Study finds impaired immune cell function may affect brain development in autism.
Autism spectrum disorder affects how a person communicates, behaves, and interacts with others. It often involves repeated actions or intense focus on certain topics. Scientists have long tried to figure out what’s happening in the brain to cause these patterns. One area they’ve looked at is how the brain forms and trims connections between nerve cells. These connections, called synapses, are where brain cells talk to each other. In people with autism, studies have found too many of these synaptic connections, which might interfere with how the brain works. Normally, as a child grows, the brain removes extra or weak connections in a process called pruning. This allows the brain to work more efficiently. Cells called microglia, which act as the brain’s immune system, help with this cleanup job. They trim away unneeded synapses, like gardeners trimming overgrown branches. This process is especially active in early life and teenage years, when the brain is developing quickly.

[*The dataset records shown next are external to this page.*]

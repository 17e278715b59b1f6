// Loss-record store backed by SQLite

use std::path::Path;

use rusqlite::{params, Connection};

use crate::error::EnrichError;
use crate::loss_import::LossSample;
use crate::lookup::{LossRecord, LossStore};

const SCHEMA: &str = r#"
CREATE TABLE IF NOT EXISTS loss_records (
    id INTEGER PRIMARY KEY AUTOINCREMENT,
    township TEXT,
    village TEXT NOT NULL,
    risk_date TEXT,                      -- ISO date when the source held a date
    growth_stage TEXT,
    loss_level TEXT,
    farmer_name TEXT,
    plot_name TEXT,
    average_spikes_per_mu REAL,
    average_grains_per_spike REAL,
    thousand_grain_weight REAL,
    current_yield_kg_per_mu REAL,
    historical_yield_kg_per_mu REAL,
    loss_percentage REAL,                -- fraction, 0.3 = 30%
    avg_loss_same_level REAL,
    source_file TEXT NOT NULL,
    import_date TEXT NOT NULL,           -- RFC 3339
    is_calculated_yield INTEGER NOT NULL DEFAULT 0,
    is_calculated_loss INTEGER NOT NULL DEFAULT 0
);

CREATE INDEX IF NOT EXISTS idx_loss_records_township ON loss_records (township);
CREATE INDEX IF NOT EXISTS idx_loss_records_village ON loss_records (village);
CREATE INDEX IF NOT EXISTS idx_loss_records_risk_date ON loss_records (risk_date);
CREATE INDEX IF NOT EXISTS idx_loss_records_farmer_name ON loss_records (farmer_name);
CREATE INDEX IF NOT EXISTS idx_loss_records_loss_percentage ON loss_records (loss_percentage);
"#;

pub struct SqliteLossStore {
    conn: Connection,
}

impl SqliteLossStore {
    /// Open (or create) the database and make sure the schema exists.
    pub fn open(path: &Path) -> Result<Self, EnrichError> {
        let conn = Connection::open(path)
            .map_err(|e| EnrichError::Lookup(format!("{}: {e}", path.display())))?;
        Self::with_connection(conn)
    }

    pub fn open_in_memory() -> Result<Self, EnrichError> {
        Self::with_connection(Connection::open_in_memory()?)
    }

    fn with_connection(conn: Connection) -> Result<Self, EnrichError> {
        conn.execute_batch(SCHEMA)?;
        Ok(Self { conn })
    }

    /// Insert all samples in one transaction. Returns the number inserted.
    pub fn insert_samples(&mut self, samples: &[LossSample]) -> Result<usize, EnrichError> {
        let tx = self.conn.transaction()?;
        {
            let mut stmt = tx.prepare(
                "INSERT INTO loss_records (township, village, risk_date, growth_stage, loss_level, farmer_name, plot_name, \
                 average_spikes_per_mu, average_grains_per_spike, thousand_grain_weight, current_yield_kg_per_mu, \
                 historical_yield_kg_per_mu, loss_percentage, avg_loss_same_level, source_file, import_date, \
                 is_calculated_yield, is_calculated_loss) \
                 VALUES (?1, ?2, ?3, ?4, ?5, ?6, ?7, ?8, ?9, ?10, ?11, ?12, ?13, ?14, ?15, ?16, ?17, ?18)",
            )?;
            for s in samples {
                stmt.execute(params![
                    s.township,
                    s.village,
                    s.risk_date,
                    s.growth_stage,
                    s.loss_level,
                    s.farmer_name,
                    s.plot_name,
                    s.average_spikes_per_mu,
                    s.average_grains_per_spike,
                    s.thousand_grain_weight,
                    s.current_yield_kg_per_mu,
                    s.historical_yield_kg_per_mu,
                    s.loss_percentage,
                    s.avg_loss_same_level,
                    s.source_file,
                    s.import_date.to_rfc3339(),
                    s.is_calculated_yield,
                    s.is_calculated_loss,
                ])?;
            }
        }
        tx.commit()?;
        Ok(samples.len())
    }

    pub fn count(&self) -> Result<usize, EnrichError> {
        let n: i64 = self.conn.query_row("SELECT COUNT(*) FROM loss_records", [], |row| row.get(0))?;
        Ok(n as usize)
    }
}

impl LossStore for SqliteLossStore {
    fn find_by_village(&self, village: &str) -> Result<Vec<LossRecord>, EnrichError> {
        let mut stmt = self.conn.prepare_cached(
            "SELECT village, farmer_name, loss_percentage, avg_loss_same_level \
             FROM loss_records WHERE village = ?1 ORDER BY id",
        )?;
        let rows = stmt.query_map(params![village.trim()], |row| {
            Ok(LossRecord {
                village: row.get(0)?,
                farmer_name: row.get(1)?,
                loss_percentage: row.get(2)?,
                avg_loss_same_level: row.get(3)?,
            })
        })?;
        let records = rows.collect::<Result<Vec<_>, _>>()?;
        Ok(records)
    }
}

But it’s hard to study microglia directly in people, especially in those with autism. Scientists can’t just go in and observe these cells in action in a living human brain. So researchers at Fujita Health University in Japan found a way to get around this. They used immune cells from the blood, called macrophages, which can be made to act in a way that’s similar to microglia. They turned these macrophages into two types using lab techniques—one type that responds more aggressively to problems and another that helps repair and regulate.

To see how well these lab-grown cells could clean up brain connections, the team added pieces of synapses, called synaptosomes, which were made from stem cells. These synaptosomes mimic the debris that would need to be cleared in the brain. When the macrophages came from people without autism, the ones designed to help repair (called M-CSF macrophages) did a better job clearing the synaptosomes. But when the cells came from people with autism, those same M-CSF macrophages didn’t perform as well. They showed a poor response when it came to cleaning up the synaptic material.
The researchers found that this difference in performance might be linked to a specific gene, CD209. This gene seems to play a role in helping the cells recognize and engulf the synaptic fragments. In people with autism, this gene was not as active, which may explain the poor cleanup response.
This discovery suggests that the problems seen in autism may not just be about brain wiring itself but could also involve how immune cells clean up the extra wiring. If microglia in the brain also show this same problem, it could explain why people with autism end up with too many synaptic connections. Those extra connections could confuse the brain’s messaging system and make it harder to filter and respond to information.
This kind of research is still new, but it’s an important step in figuring out why autism develops the way it does. Earlier studies mostly looked at the number of synapses or changes in brain activity after death. This one shows that even cells taken from the blood can show differences that might relate to what’s happening in the brain. It opens up new ideas for future treatments.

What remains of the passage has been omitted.